**EXERCISE AIM:** Word for word, restate each entry that appears below.

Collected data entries

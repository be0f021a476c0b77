use std::sync::Arc;
use std::time::Duration;

use anyhow::anyhow;
use reqwest::header::HeaderMap;
use reqwest::Client;
use reqwest_middleware::{ClientBuilder, ClientWithMiddleware};
use reqwest_retry::{policies::ExponentialBackoff, RetryTransientMiddleware};

use crate::config::Config;

/// Builds the shared HTTP client: JSON default headers plus transient
/// retry with exponential backoff. All API calls in the workspace go
/// through one of these.
pub fn build_client(config: &Config) -> anyhow::Result<Arc<ClientWithMiddleware>> {
    let client = Client::builder()
        .default_headers(default_headers())
        .timeout(Duration::from_secs(config.request_timeout_secs))
        .build()
        .map_err(|e| anyhow!("Failed to build HTTP client: {e}"))?;

    Ok(Arc::new(build_retry_client(client)))
}

fn build_retry_client(client: Client) -> ClientWithMiddleware {
    // Exponential backoff: 1s, 2s, 4s with jitter
    let retry_policy = ExponentialBackoff::builder().build_with_max_retries(3);

    ClientBuilder::new(client)
        .with(RetryTransientMiddleware::new_with_policy(retry_policy))
        .build()
}

fn default_headers() -> HeaderMap {
    let mut headers = HeaderMap::new();
    headers.insert("accept", "application/json".parse().expect("static header"));
    headers.insert(
        "content-type",
        "application/json".parse().expect("static header"),
    );
    headers
}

**FINAL ANSWER:**
repository be0f021a476c0b77
use std::sync::Arc;
use std::time::Duration;

use anyhow::anyhow;
use reqwest::header::HeaderMap;
use reqwest::Client;
use reqwest_middleware::{ClientBuilder, ClientWithMiddleware};
use reqwest_retry::{policies::ExponentialBackoff, RetryTransientMiddleware};

use crate::config::Config;

/// Builds the shared HTTP client: JSON default headers plus transient
/// retry with exponential backoff. All API calls in the workspace go
/// through one of these.
pub fn build_client(config: &Config) -> anyhow::Result<Arc<ClientWithMiddleware>> {
    let client = Client::builder()
        .default_headers(default_headers())
        .timeout(Duration::from_secs(config.request_timeout_secs))
        .build()
        .map_err(|e| anyhow!("Failed to build HTTP client: {e}"))?;

    Ok(Arc::new(build_retry_client(client)))
}

fn build_retry_client(client: Client) -> ClientWithMiddleware {
    // Exponential backoff: 1s, 2s, 4s with jitter
    let retry_policy = ExponentialBackoff::builder().build_with_max_retries(3);

    ClientBuilder::new(client)
        .with(RetryTransientMiddleware::new_with_policy(retry_policy))
        .build()
}

fn default_headers() -> HeaderMap {
    let mut headers = HeaderMap::new();
    headers.insert("accept", "application/json".parse().expect("static header"));
    headers.insert(
        "content-type",
        "application/json".parse().expect("static header"),
    );
    headers
}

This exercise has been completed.